Boradly speaking, geospatial data can be separated in raster data and vector data.

Raster data is like a picture, where each pixel has a value that either represents a color (like in ordinary pictures) or a value like height (elevation data). If you zoom in close enough, raster data will look pixelated.

Vector data consists of points, lines and polygons, which means, no matter how far you'll zoom in, you won't see any pixels. Each feature usually has attributes, called properties, that indicate things like area name, how many people live in the given area, election result, etc.

For a more detailled, but still brief, explanation see mapshool.io. This is where these images are from, too.

Shapefiles

This is the file formt you'll probably encounter most often. To explore an example, use the QGIS Browser pane and simply drag and drop /data/shp/ne_110m_admin_0_countries/ne_110m_admin_0_countries.shp onto the map pane. Quickly explore the data set by zooming and opening the attribute table.
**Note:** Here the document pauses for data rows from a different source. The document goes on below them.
pub mod pool;
pub mod repos;

// Re-export commonly used items
pub use pool::{create_pool, run_migrations};
pub use repos::attribute::{AttributeKind, AttributeRepo, AttributeRow, LinkedAttributeRow};
pub use repos::auth_token::{AuthTokenRepo, AuthTokenRow};
pub use repos::recipe::{
    ImageChange, NewRecipe, RecipeChanges, RecipeFilter, RecipeRepo, RecipeRow,
};
pub use repos::user::{NewUser, ProfileChanges, UserFlags, UserRepo, UserRow};

/// Name of the unique constraint behind a failed insert/update, if the
/// error chain carries a Postgres unique violation.
pub fn unique_violation(err: &anyhow::Error) -> Option<String> {
    err.chain().find_map(|cause| match cause.downcast_ref::<sqlx::Error>() {
        Some(sqlx::Error::Database(db)) if db.is_unique_violation() => {
            Some(db.constraint().unwrap_or_default().to_string())
        }
        _ => None,
    })
}

pub fn is_unique_violation(err: &anyhow::Error) -> bool {
    unique_violation(err).is_some()
}
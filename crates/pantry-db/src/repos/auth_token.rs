use anyhow::{Context, Result};
use chrono::{DateTime, Utc};
use sqlx::PgPool;

#[derive(Debug, Clone, sqlx::FromRow)]
pub struct AuthTokenRow {
    pub token_hash: String,
    pub user_id: i64,
    pub prefix: String,
    pub created_at: DateTime<Utc>,
    pub expires_at: Option<DateTime<Utc>>,
    pub last_used_at: Option<DateTime<Utc>>,
}

impl AuthTokenRow {
    pub fn is_expired(&self, now: DateTime<Utc>) -> bool {
        self.expires_at.is_some_and(|at| at <= now)
    }
}

/// Bearer tokens, stored as SHA-256 digests of the raw value.
pub struct AuthTokenRepo;

impl AuthTokenRepo {
    pub async fn create(
        pool: &PgPool,
        token_hash: &str,
        user_id: i64,
        prefix: &str,
        expires_at: Option<DateTime<Utc>>,
    ) -> Result<()> {
        sqlx::query(
            "INSERT INTO auth_token (token_hash, user_id, prefix, expires_at) VALUES ($1, $2, $3, $4)",
        )
        .bind(token_hash)
        .bind(user_id)
        .bind(prefix)
        .bind(expires_at)
        .execute(pool)
        .await
        .context("Failed to create auth token")?;
        Ok(())
    }

    pub async fn get_by_hash(pool: &PgPool, hash: &str) -> Result<Option<AuthTokenRow>> {
        let row = sqlx::query_as::<_, AuthTokenRow>(
            "SELECT token_hash, user_id, prefix, created_at, expires_at, last_used_at FROM auth_token WHERE token_hash = $1",
        )
        .bind(hash)
        .fetch_optional(pool)
        .await
        .context("Failed to get auth token")?;
        Ok(row)
    }

    pub async fn delete(pool: &PgPool, hash: &str) -> Result<bool> {
        let result = sqlx::query("DELETE FROM auth_token WHERE token_hash = $1")
            .bind(hash)
            .execute(pool)
            .await
            .context("Failed to delete auth token")?;
        Ok(result.rows_affected() > 0)
    }

    pub async fn touch_last_used(pool: &PgPool, hash: &str) -> Result<()> {
        sqlx::query("UPDATE auth_token SET last_used_at = NOW() WHERE token_hash = $1")
            .bind(hash)
            .execute(pool)
            .await
            .context("Failed to update auth token last_used_at")?;
        Ok(())
    }

    /// Remove every token whose expiry has passed. Returns the number removed.
    pub async fn delete_expired(pool: &PgPool) -> Result<u64> {
        let result = sqlx::query(
            "DELETE FROM auth_token WHERE expires_at IS NOT NULL AND expires_at <= NOW()",
        )
        .execute(pool)
        .await
        .context("Failed to delete expired auth tokens")?;
        Ok(result.rows_affected())
    }

    pub async fn count_for_user(pool: &PgPool, user_id: i64) -> Result<i64> {
        let count: (i64,) = sqlx::query_as("SELECT COUNT(*) FROM auth_token WHERE user_id = $1")
            .bind(user_id)
            .fetch_one(pool)
            .await
            .context("Failed to count auth tokens")?;
        Ok(count.0)
    }
}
Easy, right? But what do you see, when you explore the content of the /data/shp/ne_110m_admin_0_countries/ folder? There is more than one file. Actually a shape file consists of at least three separate files:

  • .shp (where actual geometry data resides)
  • .shx (an index enabling faster searches)
  • .dbf (a database file containing all the data associated with a geometry of the .shp file)
  • ...optionally some more files/extensions

The one thing you should always remember, when sharing or renaming shape files: Keep them all together. Zip them up before sharing.

Geojson / Topojson

Another file format you'll encounter frequently is geojson. Open up both, /data/shp/ne_110m_admin_0_countries/ne_110m_admin_0_countries.shp and /data/geojson/ne_110m_admin_0_countries/ne_110m_admin_0_countries.geojson in a text editor to see one of the most important differences. Not only does a geojson-file actually consist of only one file, but it's also human readable in any editor. There's a lot to know about geojson if you're working with it more frequently. Read about it here

One thing to remember here: geojson-files should always be saved in WGS 84 projection (EPSG:4326)
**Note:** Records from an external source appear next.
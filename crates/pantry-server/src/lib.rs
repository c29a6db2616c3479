pub mod accounts;
pub mod auth;
pub mod config;
pub mod media;
pub mod state;
pub mod sweeper;
pub mod web;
csv or Excel file with coordinates

More often, then you'll expect geodata comes to you in a per se non-spatial file format: csv, tsv, or Excel files that contain points and coordinates. One example is /data/csv/geonames_germany.csv a csv files with all cities in Germany with over 15.000 inhabitants (source: geonames.org). Open it up in your text editor to see what we're dealing with.

Importing this file in QGIS and transforming it into a truly spatial file format can be done with a few easy steps:

  1. Use the little icon (or go to Layer > Add Layer > Add Delimited Text Layer) to open up the import dialogue.
  2. Click on the three dots to the right and open geonames_germany.csv
  3. Set the geometry definition as shown in the screen shot, telling QGIS in which columns it'll find Latitude and Longitude as well as in which projection the data is saved.
  4. Add the file to QGIS

basemaps

In QGIS you've got access to a huge range of different basemaps, by different providers through the QuickMapServices-Plugin. Let's quickly add a simple basemap in order to check out if the points we've just added by csv import are positioned correclty. Navigato to Web > QuickMapServices > OSM > OSM Standard.

This adds a basic OpenStreetMap layer to our map. By default, the layer is drawn at the bottom of the drawing order (anything else would be stupid for a background layer). Using the provided samle data, the points should be positioned correctly.

If your trying to load data for Germany and you end up with geometries close to the Horn of Africa, then you've confused latiitude and longitude.

If you data is at the equator, west of Africe, then your features seem to be close to Null Island.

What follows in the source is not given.